- [EXERCISE BRIEF] The records that follow should be retyped word for word.

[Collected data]
· · · · · · ·
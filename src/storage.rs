use std::{
    fs::{self, File},
    io::{BufWriter, Write},
    path::{Path, PathBuf}
};
use chrono::{DateTime, SecondsFormat, Utc};
use tracing::info;

use crate::{
    config::RunConfig,
    error::{HarvestError, HarvestResult},
    format::Formatter,
    model::{ArxivRecord, RunMetadata}
};

// Writes run directories on the local filesystem. Files are written in place:
// a failure part way through leaves whatever was already written.
pub struct LocalStorage;

impl LocalStorage {
    /// Writes `raw.xml`, `items.jsonl` and `run.json` into a new run
    /// directory named after the current UTC second, returning its path.
    pub fn write_run(
        dataroot: &Path,
        source: &str,
        url: &str,
        raw: &[u8],
        items: &[ArxivRecord]
    ) -> HarvestResult<PathBuf> {
        Self::write_run_at(Utc::now(), dataroot, source, url, raw, items)
    }

    pub fn write_run_at(
        now: DateTime<Utc>,
        dataroot: &Path,
        source: &str,
        url: &str,
        raw: &[u8],
        items: &[ArxivRecord]
    ) -> HarvestResult<PathBuf> {
        let run = RunConfig::at(dataroot, source, now);
        fs::create_dir_all(run.run_dir())
            .map_err(|e| HarvestError::io(run.run_dir(), e))?;

        let raw_path = run.raw_xml_path();
        fs::write(&raw_path, raw).map_err(|e| HarvestError::io(&raw_path, e))?;

        let items_path = run.items_jsonl_path();
        Self::save_items_as_jsonl(&items_path, items)?;

        let meta = RunMetadata {
            run_id: run.run_id.clone(),
            fetched_at_utc: iso_timestamp(now),
            source: source.to_string(),
            source_url: url.to_string(),
            count: items.len(),
            raw_path: raw_path.display().to_string(),
            items_path: items_path.display().to_string()
        };
        let meta_path = run.run_json_path();
        fs::write(&meta_path, Formatter::to_pretty_json(&meta)?)
            .map_err(|e| HarvestError::io(&meta_path, e))?;

        info!(run_dir = %run.run_dir().display(), count = items.len(), "wrote run");
        Ok(run.run_dir().to_path_buf())
    }

    pub fn save_items_as_jsonl(fname: &Path, data: &[ArxivRecord]) -> HarvestResult<()> {
        let file = File::create(fname).map_err(|e| HarvestError::io(fname, e))?;
        let mut writer = BufWriter::new(file);
        data.iter().try_for_each(|record| -> HarvestResult<()> {
            writer.write_all(Formatter::to_jsonl(record)?.as_bytes())
                .map_err(|e| HarvestError::io(fname, e))
        })?;
        writer.flush().map_err(|e| HarvestError::io(fname, e))?;
        Ok(())
    }
}

/// RFC 3339 with a `+00:00` offset. The fraction is truncated to microseconds
/// and left out entirely when it is zero.
pub fn iso_timestamp(time: DateTime<Utc>) -> String {
    let format = if time.timestamp_subsec_micros() == 0 {
        SecondsFormat::Secs
    } else {
        SecondsFormat::Micros
    };
    time.to_rfc3339_opts(format, false)
}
· · · · · · ·
- [RESPONSE]
filename src/storage.rs
use std::{
    fs::{self, File},
    io::{BufWriter, Write},
    path::{Path, PathBuf}
};
use chrono::{DateTime, SecondsFormat, Utc};
use tracing::info;

use crate::{
    config::RunConfig,
    error::{HarvestError, HarvestResult},
    format::Formatter,
    model::{ArxivRecord, RunMetadata}
};

// Writes run directories on the local filesystem. Files are written in place:
// a failure part way through leaves whatever was already written.
pub struct LocalStorage;

impl LocalStorage {
    /// Writes `raw.xml`, `items.jsonl` and `run.json` into a new run
    /// directory named after the current UTC second, returning its path.
    pub fn write_run(
        dataroot: &Path,
        source: &str,
        url: &str,
        raw: &[u8],
        items: &[ArxivRecord]
    ) -> HarvestResult<PathBuf> {
        Self::write_run_at(Utc::now(), dataroot, source, url, raw, items)
    }

    pub fn write_run_at(
        now: DateTime<Utc>,
        dataroot: &Path,
        source: &str,
        url: &str,
        raw: &[u8],
        items: &[ArxivRecord]
    ) -> HarvestResult<PathBuf> {
        let run = RunConfig::at(dataroot, source, now);
        fs::create_dir_all(run.run_dir())
            .map_err(|e| HarvestError::io(run.run_dir(), e))?;

        let raw_path = run.raw_xml_path();
        fs::write(&raw_path, raw).map_err(|e| HarvestError::io(&raw_path, e))?;

        let items_path = run.items_jsonl_path();
        Self::save_items_as_jsonl(&items_path, items)?;

        let meta = RunMetadata {
            run_id: run.run_id.clone(),
            fetched_at_utc: iso_timestamp(now),
            source: source.to_string(),
            source_url: url.to_string(),
            count: items.len(),
            raw_path: raw_path.display().to_string(),
            items_path: items_path.display().to_string()
        };
        let meta_path = run.run_json_path();
        fs::write(&meta_path, Formatter::to_pretty_json(&meta)?)
            .map_err(|e| HarvestError::io(&meta_path, e))?;

        info!(run_dir = %run.run_dir().display(), count = items.len(), "wrote run");
        Ok(run.run_dir().to_path_buf())
    }

    pub fn save_items_as_jsonl(fname: &Path, data: &[ArxivRecord]) -> HarvestResult<()> {
        let file = File::create(fname).map_err(|e| HarvestError::io(fname, e))?;
        let mut writer = BufWriter::new(file);
        data.iter().try_for_each(|record| -> HarvestResult<()> {
            writer.write_all(Formatter::to_jsonl(record)?.as_bytes())
                .map_err(|e| HarvestError::io(fname, e))
        })?;
        writer.flush().map_err(|e| HarvestError::io(fname, e))?;
        Ok(())
    }
}

/// RFC 3339 with a `+00:00` offset. The fraction is truncated to microseconds
/// and left out entirely when it is zero.
pub fn iso_timestamp(time: DateTime<Utc>) -> String {
    let format = if time.timestamp_subsec_micros() == 0 {
        SecondsFormat::Secs
    } else {
        SecondsFormat::Micros
    };
    time.to_rfc3339_opts(format, false)
}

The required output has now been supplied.